In principle, all genetic variants are normal, but some of them have virtually no impact while others have a significant impact on our metabolism or even the risk of developing various diseases.
Genetic variants or polymorphisms indicate a change on a certain location of the DNA, where two or more different alleles can be present. Two unrelated individuals can differ in about one hundred thousand to one million genetic variations, but most of these differences do not have a significant effect on physiology and nutritional needs.
When we talk about genetic variants, we usually use the term genotype – which simply refers to the exact state of the certain genetic variant. For instance, we say that someone’s genotype is GG or AA. The genotype is part of the genetic makeup which, together with the environment, forms the uniqueness of each one of us.
Genes are parts of our DNA sequence which carry information for the production of proteins. They are located in 23 pairs of human chromosomes. Chromosomes appear in pairs: one comes from the mother and the other from the father. Thus, every person has two copies of each gene (with the exception of sex chromosomes in males).
One variant from a given gene is called an allele. The two alleles can be identical or different. We all have the same genes, it is just that some people have different versions (variations in DNA sequence).
Genetics is a scientific field that deals with genes – their molecular structure and function, their expression and occurrence in populations, connected to heredity and the study of the relationship among organisms.
Who and what we are is largely determined by our DNA. The DNA is essentially present in the nucleus (core) of every cell of our body. It determines our appearance, how we respond to environmental factors (e.g. sunlight, nutrients, physical activities…) and to a certain extent our behaviour too. Our DNA is unique – comparable to a fingerprint. In the whole world, no two persons have an identical DNA (except identical twins).
Our genes are certainly an important parameter. However, lifestyle, sport, nutrition and many other factors influence our body. Having performed the DNA diet test NutriFit helps us to make appropriate changes.
A nutrigenetic analysis is the branch of genetics that analyses how our bodies handle nutrients and can be used to create an individually tailored diet and lifestyle plan based on individual predispositions.
Some people are more susceptible to become overweight or they metabolise certain substances or nutrients poorly, for example, caffeine, nicotine or alcohol. Knowing this kind of information enables us to better understand our specific needs and act accordingly.
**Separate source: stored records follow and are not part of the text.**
//! HTTP transport for the OpenNMS REST API
//!
//! Turns a uniform [`RequestOptions`] value into a reqwest call and hands back
//! a normalized [`HttpResult`]. JSON bodies are parsed; XML and plain-text
//! bodies are returned as raw text for the caller to parse.

pub mod query;

use crate::config::{AuthConfig, ServerConfig};
use crate::error::OnmsError;
use crate::http_trait::OnmsHttp;
use query::Filter;
use reqwest::header::{ACCEPT, CONTENT_TYPE};
use reqwest::{Client, Method, RequestBuilder};
use serde_json::Value;
use std::fmt;
use std::str::FromStr;
use std::sync::OnceLock;
use std::time::Duration;
use tracing::debug;

/// Response types the transport knows how to decode
#[derive(Debug, Clone, Copy, Default, PartialEq, Eq, Hash)]
pub enum AcceptType {
    #[default]
    Json,
    PlainText,
    Xml,
}

impl AcceptType {
    /// MIME type sent in the `Accept` header
    pub fn mime(self) -> &'static str {
        match self {
            AcceptType::Json => "application/json",
            AcceptType::PlainText => "text/plain",
            AcceptType::Xml => "application/xml",
        }
    }
}

impl fmt::Display for AcceptType {
    fn fmt(&self, f: &mut fmt::Formatter<'_>) -> fmt::Result {
        f.write_str(self.mime())
    }
}

impl FromStr for AcceptType {
    type Err = OnmsError;

    fn from_str(s: &str) -> Result<Self, Self::Err> {
        match s.trim().to_ascii_lowercase().as_str() {
            "application/json" => Ok(AcceptType::Json),
            "text/plain" => Ok(AcceptType::PlainText),
            "application/xml" => Ok(AcceptType::Xml),
            _ => Err(OnmsError::UnsupportedAcceptType(s.to_string())),
        }
    }
}

/// Per-request options
///
/// Credentials and timeout fall back to the server configuration when unset.
#[derive(Debug, Clone, Default)]
pub struct RequestOptions {
    pub accept: AcceptType,
    pub auth: Option<AuthConfig>,
    pub timeout: Option<Duration>,
    pub filter: Option<Filter>,
}

impl RequestOptions {
    /// Options for a JSON request
    pub fn json() -> Self {
        Self::default()
    }

    /// Options for an arbitrary MIME type; fails for anything but JSON, text or XML
    pub fn accepting(mime: &str) -> Result<Self, OnmsError> {
        Ok(Self {
            accept: mime.parse()?,
            ..Self::default()
        })
    }

    pub fn with_auth(mut self, auth: AuthConfig) -> Self {
        self.auth = Some(auth);
        self
    }

    pub fn with_timeout(mut self, timeout: Duration) -> Self {
        self.timeout = Some(timeout);
        self
    }

    pub fn with_filter(mut self, filter: Option<&Filter>) -> Self {
        self.filter = filter.filter(|f| !f.is_empty()).cloned();
        self
    }
}

/// Decoded response body
#[derive(Debug, Clone, PartialEq)]
pub enum ResponseBody {
    Json(Value),
    Text(String),
    Empty,
}

/// Normalized result of a successful call
#[derive(Debug, Clone, PartialEq)]
pub struct HttpResult {
    pub status: u16,
    pub content_type: Option<String>,
    pub body: ResponseBody,
}

impl HttpResult {
    /// 200 response carrying a JSON document
    pub fn ok_json(value: Value) -> Self {
        Self {
            status: 200,
            content_type: Some(AcceptType::Json.mime().to_string()),
            body: ResponseBody::Json(value),
        }
    }

    /// 200 response carrying raw text of the given type
    pub fn ok_text(accept: AcceptType, text: impl Into<String>) -> Self {
        Self {
            status: 200,
            content_type: Some(accept.mime().to_string()),
            body: ResponseBody::Text(text.into()),
        }
    }

    /// Take the JSON body; an empty body reads as `null`
    pub fn into_json(self) -> Result<Value, OnmsError> {
        match self.body {
            ResponseBody::Json(value) => Ok(value),
            ResponseBody::Empty => Ok(Value::Null),
            ResponseBody::Text(_) => Err(OnmsError::MalformedResponse(format!(
                "expected a JSON body but got {}",
                self.content_type.as_deref().unwrap_or("text")
            ))),
        }
    }

    /// Take a text (XML or plain) body
    pub fn into_text(self) -> Result<String, OnmsError> {
        match self.body {
            ResponseBody::Text(text) => Ok(text),
            ResponseBody::Empty => Ok(String::new()),
            ResponseBody::Json(_) => Err(OnmsError::MalformedResponse(
                "expected a text body but got JSON".to_string(),
            )),
        }
    }
}

/// Decode a response body according to the requested accept type
pub fn decode_body(accept: AcceptType, text: String) -> Result<ResponseBody, OnmsError> {
    if text.trim().is_empty() {
        return Ok(ResponseBody::Empty);
    }
    match accept {
        AcceptType::Json => Ok(ResponseBody::Json(serde_json::from_str(&text)?)),
        AcceptType::PlainText | AcceptType::Xml => Ok(ResponseBody::Text(text)),
    }
}

/// reqwest-backed transport
///
/// The underlying [`Client`] is built on first use and memoized for the
/// configured server. [`ReqwestHttp::set_server`] swaps the configuration and
/// drops the memoized client so the next call builds a fresh one.
pub struct ReqwestHttp {
    server: ServerConfig,
    client: OnceLock<Client>,
}

impl fmt::Debug for ReqwestHttp {
    fn fmt(&self, f: &mut fmt::Formatter<'_>) -> fmt::Result {
        f.debug_struct("ReqwestHttp")
            .field("server", &self.server)
            .field("connected", &self.client.get().is_some())
            .finish()
    }
}

impl ReqwestHttp {
    pub fn new(server: ServerConfig) -> Self {
        Self {
            server,
            client: OnceLock::new(),
        }
    }

    pub fn server(&self) -> &ServerConfig {
        &self.server
    }

    /// Point the transport at another server
    pub fn set_server(&mut self, server: ServerConfig) {
        self.server = server;
        self.client = OnceLock::new();
    }

    /// Whether a client has been built for the current server
    pub fn is_connected(&self) -> bool {
        self.client.get().is_some()
    }

    fn client(&self) -> Result<&Client, OnmsError> {
        if let Some(client) = self.client.get() {
            return Ok(client);
        }
        let built = Client::builder().timeout(self.server.timeout()).build()?;
        Ok(self.client.get_or_init(|| built))
    }

    fn request(
        &self,
        method: Method,
        path: &str,
        options: &RequestOptions,
    ) -> Result<RequestBuilder, OnmsError> {
        let mut url = self.server.resolve_url(path)?;
        if let Some(filter) = options.filter.as_ref().filter(|f| !f.is_empty()) {
            let query = match url.query() {
                Some(existing) if !existing.is_empty() => {
                    format!("{}&{}", existing, filter.to_query_string())
                }
                _ => filter.to_query_string(),
            };
            url.set_query(Some(&query));
        }

        debug!("{} {}", method, url);

        let mut builder = self
            .client()?
            .request(method, url)
            .header(ACCEPT, options.accept.mime());

        if let Some(auth) = options.auth.as_ref().or(self.server.auth()) {
            builder = builder.basic_auth(auth.username(), Some(auth.password()));
        }
        if let Some(timeout) = options.timeout {
            builder = builder.timeout(timeout);
        }
        Ok(builder)
    }

    async fn execute(
        &self,
        method: &'static str,
        path: &str,
        accept: AcceptType,
        builder: RequestBuilder,
    ) -> Result<HttpResult, OnmsError> {
        let response = builder.send().await?;

        let status = response.status();
        let content_type = response
            .headers()
            .get(CONTENT_TYPE)
            .and_then(|v| v.to_str().ok())
            .map(str::to_string);

        if !status.is_success() {
            let body = response.text().await.unwrap_or_default();
            return Err(OnmsError::Status {
                method,
                path: path.to_string(),
                status: status.as_u16(),
                body,
            });
        }

        let text = response.text().await?;
        Ok(HttpResult {
            status: status.as_u16(),
            content_type,
            body: decode_body(accept, text)?,
        })
    }
}

#[async_trait::async_trait]
impl OnmsHttp for ReqwestHttp {
    fn base_url(&self) -> &str {
        self.server.url().as_str()
    }

    async fn get(&self, path: &str, options: &RequestOptions) -> Result<HttpResult, OnmsError> {
        let builder = self.request(Method::GET, path, options)?;
        self.execute("GET", path, options.accept, builder).await
    }

    async fn post_json(
        &self,
        path: &str,
        body: &Value,
        options: &RequestOptions,
    ) -> Result<HttpResult, OnmsError> {
        let builder = self
            .request(Method::POST, path, options)?
            .header(CONTENT_TYPE, AcceptType::Json.mime())
            .body(serde_json::to_vec(body)?);
        self.execute("POST", path, options.accept, builder).await
    }
}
If we know our DNA, we can turn this information to our advantage and adjust our diet and lifestyle to positively affect our health and well-being.
Nutrigenetics is a scientific discipline that studies genetic variants in our DNA and evaluates their impact on our metabolism and body characteristics, which influence our nutritional needs. Nutrigenetics focuses on the analysis of genetic variants that can be controlled with diet and lifestyle changes. Because each one of us has a different genetic makeup, our nutritional needs are also specific and unique.